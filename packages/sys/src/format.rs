//! Formatted-string builders.
//!
//! Each builder measures the text first and then writes it into a buffer of
//! exactly that size. [`cformat!`](crate::cformat) and
//! [`wformat!`](crate::wformat) wrap the narrow and wide builders.

use std::fmt::{self, Write as _};

use xrt_text::{formatted_len, wide_to_narrow, WideStr, WideString};

use crate::error::{Result, SysError};

/// Render `args` into a freshly allocated string.
pub fn format_string(args: fmt::Arguments<'_>) -> Result<String> {
    let len = formatted_len(args)?;
    let mut out = String::with_capacity(len);
    out.write_fmt(args)?;
    Ok(out)
}

/// Render `args` and widen the result.
pub fn format_wide(args: fmt::Arguments<'_>) -> Result<WideString> {
    format_string(args).map(WideString::from)
}

/// Narrow an already formatted wide string, failing on unrepresentable units.
pub fn format_wide_to_narrow(s: &WideStr) -> Result<String> {
    Ok(wide_to_narrow(s)?)
}

/// Render `args` into at most `limit` bytes, terminator included.
///
/// Text that would have been truncated is an error rather than being cut.
pub fn format_bounded(limit: usize, args: fmt::Arguments<'_>) -> Result<String> {
    if limit == 0 {
        return Err(SysError::invalid("bounded format with a zero limit"));
    }
    let needed = formatted_len(args)?;
    if needed >= limit {
        return Err(SysError::Truncated { needed, limit });
    }
    format_string(args)
}

/// `format!` that reports formatting errors instead of panicking.
#[macro_export]
macro_rules! cformat {
    ($($arg:tt)*) => {
        $crate::format::format_string(::std::format_args!($($arg)*))
    };
}

/// [`cformat!`] producing a [`WideString`](xrt_text::WideString).
#[macro_export]
macro_rules! wformat {
    ($($arg:tt)*) => {
        $crate::format::format_wide(::std::format_args!($($arg)*))
    };
}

* What you should do
The expected output is every line from the material above where "crate" can be found.

* Task solution
//! exactly that size. [`cformat!`](crate::cformat) and
//! [`wformat!`](crate::wformat) wrap the narrow and wide builders.
use crate::error::{Result, SysError};
        $crate::format::format_string(::std::format_args!($($arg)*))
        $crate::format::format_wide(::std::format_args!($($arg)*))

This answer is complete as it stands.